# Boat cover in the heat?



## ssramage (May 21, 2017)

Looking for a nice boat cover to protect my boat and motor in the South GA heat. Boat is a 2000 Scout 172.

The boat came with a cheaper center console cover but I'm looking for something to cover the whole boat. Any suggestions? Also any issues with electronics (GPS, stereo and ipilot) under a cover in the heat?


----------



## fishtail (May 22, 2017)

Most covers are going to trap the heat making the problem worse than not covering.
If you aren't able to have a roof over the boat, I'd suggest a mesh tarp.
Drawbacks are it lets dust and rain through and pine needles stick in it.


----------



## Steyr (May 22, 2017)

amazon


----------



## ssramage (May 22, 2017)

Steyr said:


> amazon



Which one do you recommend?


----------



## mose (May 22, 2017)

I got mine from boat covers direct. I got the "semi custom" and it fits like a glove.


----------



## Steyr (May 22, 2017)

ssramage said:


> Which one do you recommend?



amazon search type in ur boat name, length and what kind of console...it will show u all covers for ur  boat !


----------



## Steve762us (May 25, 2017)

I made a PVC frame for a "ridge pole" down the centerline of boat, and drape a HF tarp over it, bungied to trailer.  No saggy spots to collect rainwater, like "custom" covers, no mildew, and
when tarp starts looking raggy from UV, just pick up a new one at HF.
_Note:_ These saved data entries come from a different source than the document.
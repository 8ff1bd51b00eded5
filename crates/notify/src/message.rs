use serde::Serialize;

use roofline_quotes::QuoteLead;

/// The fields of a new-quote message, already formatted for display.
#[derive(Debug, Clone, PartialEq, Eq, Serialize)]
pub struct QuoteNotification {
    pub customer_name: String,
    pub phone: String,
    pub city: String,
    pub product: String,
    /// e.g. `35,5 m²`
    pub area: String,
    /// e.g. `R$ 10.000,00`
    pub total_cash: String,
    pub total_installments: String,
}

impl QuoteNotification {
    pub fn from_lead(lead: &QuoteLead) -> Self {
        Self {
            customer_name: lead.customer_name.clone(),
            phone: lead.phone.clone(),
            city: lead.city.clone(),
            product: lead.solution_title.clone(),
            area: format!("{} m²", lead.area.to_short_string().replace('.', ",")),
            total_cash: lead.total_cash.format_brl(),
            total_installments: lead.total_installments.format_brl(),
        }
    }

    /// Message body sent to the sales team.
    pub fn render(&self) -> String {
        format!(
            "*Novo orçamento*\n\
             Cliente: {}\n\
             Telefone: {}\n\
             Cidade: {}\n\
             Produto: {}\n\
             Área: {}\n\
             À vista: {}\n\
             Parcelado: {}",
            self.customer_name,
            self.phone,
            self.city,
            self.product,
            self.area,
            self.total_cash,
            self.total_installments,
        )
    }
}
use std::sync::RwLock;

use async_trait::async_trait;

use roofline_core::QuoteId;
use roofline_quotes::QuoteLead;

use super::{QuoteStore, QuoteStoreError};

#[derive(Debug, Default)]
pub struct InMemoryQuoteStore {
    leads: RwLock<Vec<QuoteLead>>,
}

impl InMemoryQuoteStore {
    pub fn new() -> Self {
        Self::default()
    }

    pub fn len(&self) -> usize {
        self.leads.read().map(|leads| leads.len()).unwrap_or(0)
    }

    pub fn is_empty(&self) -> bool {
        self.len() == 0
    }
}

fn poisoned() -> QuoteStoreError {
    QuoteStoreError::Unavailable("in-memory quote store lock poisoned".to_string())
}

#[async_trait]
impl QuoteStore for InMemoryQuoteStore {
    async fn append(&self, lead: &QuoteLead) -> Result<(), QuoteStoreError> {
        let mut leads = self.leads.write().map_err(|_| poisoned())?;

        if leads.iter().any(|l| l.id == lead.id) {
            return Err(QuoteStoreError::Duplicate(lead.id));
        }
        leads.push(lead.clone());

        Ok(())
    }

    async fn recent(&self, limit: usize) -> Result<Vec<QuoteLead>, QuoteStoreError> {
        let leads = self.leads.read().map_err(|_| poisoned())?;

        let mut newest: Vec<QuoteLead> = leads.clone();
        // Ties on created_at keep insertion order reversed.
        newest.reverse();
        newest.sort_by(|a, b| b.created_at.cmp(&a.created_at));
        newest.truncate(limit);

        Ok(newest)
    }

    async fn get(&self, id: &QuoteId) -> Result<Option<QuoteLead>, QuoteStoreError> {
        let leads = self.leads.read().map_err(|_| poisoned())?;
        Ok(leads.iter().find(|l| &l.id == id).cloned())
    }
}
//! Quote requests submitted with contact details.

use chrono::{DateTime, Utc};
use serde::{Deserialize, Serialize};

use roofline_catalog::SolutionId;
use roofline_core::{DomainError, DomainResult, Entity, Money, QuoteId, RoofArea};
use roofline_events::Event;

use crate::quote::Quote;

/// Customer contact details, validated.
#[derive(Debug, Clone, PartialEq, Eq, Serialize, Deserialize)]
pub struct LeadContact {
    customer_name: String,
    /// Digits only, including area code (and country code when given).
    phone: String,
}

impl LeadContact {
    pub fn new(customer_name: &str, phone: &str) -> DomainResult<Self> {
        let customer_name = customer_name.trim();
        if customer_name.is_empty() {
            return Err(DomainError::validation("customer name must not be empty"));
        }

        let digits: String = phone.chars().filter(char::is_ascii_digit).collect();
        if !(10..=13).contains(&digits.len()) {
            return Err(DomainError::validation(
                "phone must have 10 to 13 digits including area code",
            ));
        }

        Ok(Self {
            customer_name: customer_name.to_string(),
            phone: digits,
        })
    }

    pub fn customer_name(&self) -> &str {
        &self.customer_name
    }

    pub fn phone(&self) -> &str {
        &self.phone
    }
}

/// A stored quote request: contact + the quote it was given.
#[derive(Debug, Clone, PartialEq, Serialize, Deserialize)]
pub struct QuoteLead {
    pub id: QuoteId,
    pub customer_name: String,
    pub phone: String,
    pub city: String,
    pub solution_id: SolutionId,
    pub solution_title: String,
    pub area: RoofArea,
    pub total_cash: Money,
    pub total_installments: Money,
    pub created_at: DateTime<Utc>,
}

impl QuoteLead {
    pub fn from_quote(contact: LeadContact, quote: &Quote, created_at: DateTime<Utc>) -> Self {
        Self {
            id: QuoteId::new(),
            customer_name: contact.customer_name,
            phone: contact.phone,
            city: quote.requested_city.clone(),
            solution_id: quote.solution_id.clone(),
            solution_title: quote.title.clone(),
            area: quote.area,
            total_cash: quote.totals.total_cash,
            total_installments: quote.totals.total_installments,
            created_at,
        }
    }
}

impl Entity for QuoteLead {
    type Id = QuoteId;

    fn id(&self) -> &Self::Id {
        &self.id
    }
}

/// Event: a quote request was stored.
#[derive(Debug, Clone, PartialEq, Serialize, Deserialize)]
pub struct QuoteSubmitted {
    pub lead: QuoteLead,
}

impl Event for QuoteSubmitted {
    fn event_type(&self) -> &'static str {
        "quotes.quote.submitted"
    }

    fn version(&self) -> u32 {
        1
    }

    fn occurred_at(&self) -> DateTime<Utc> {
        self.lead.created_at
    }
}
 Ends are open to allow some air flow. You can undo a couple of bungies and get under the tarp and move around without having to remove it. Put some of the black pipe insulation on the ridge pole pipe, and the tarp won't wear through there. Leave some of the pipe joints unglued for easier storage when you take it down.


----------



## Rabun (Jun 5, 2017)

I got one from these folks...been very happy with it.  Not sure i f you have a ttop or not, but with the ttop the cover vents the heat very well.


https://www.ttopcovers.com/store/t-top-boat-covers/item/246-cayman


----------



## perryrip (Jun 18, 2017)

Steve's recommendation for the PVC pole configuration is the best cost efficient solution. I used one like that for my boat while in Germany for three years and it worked perfect. That's the way I'd go.


----------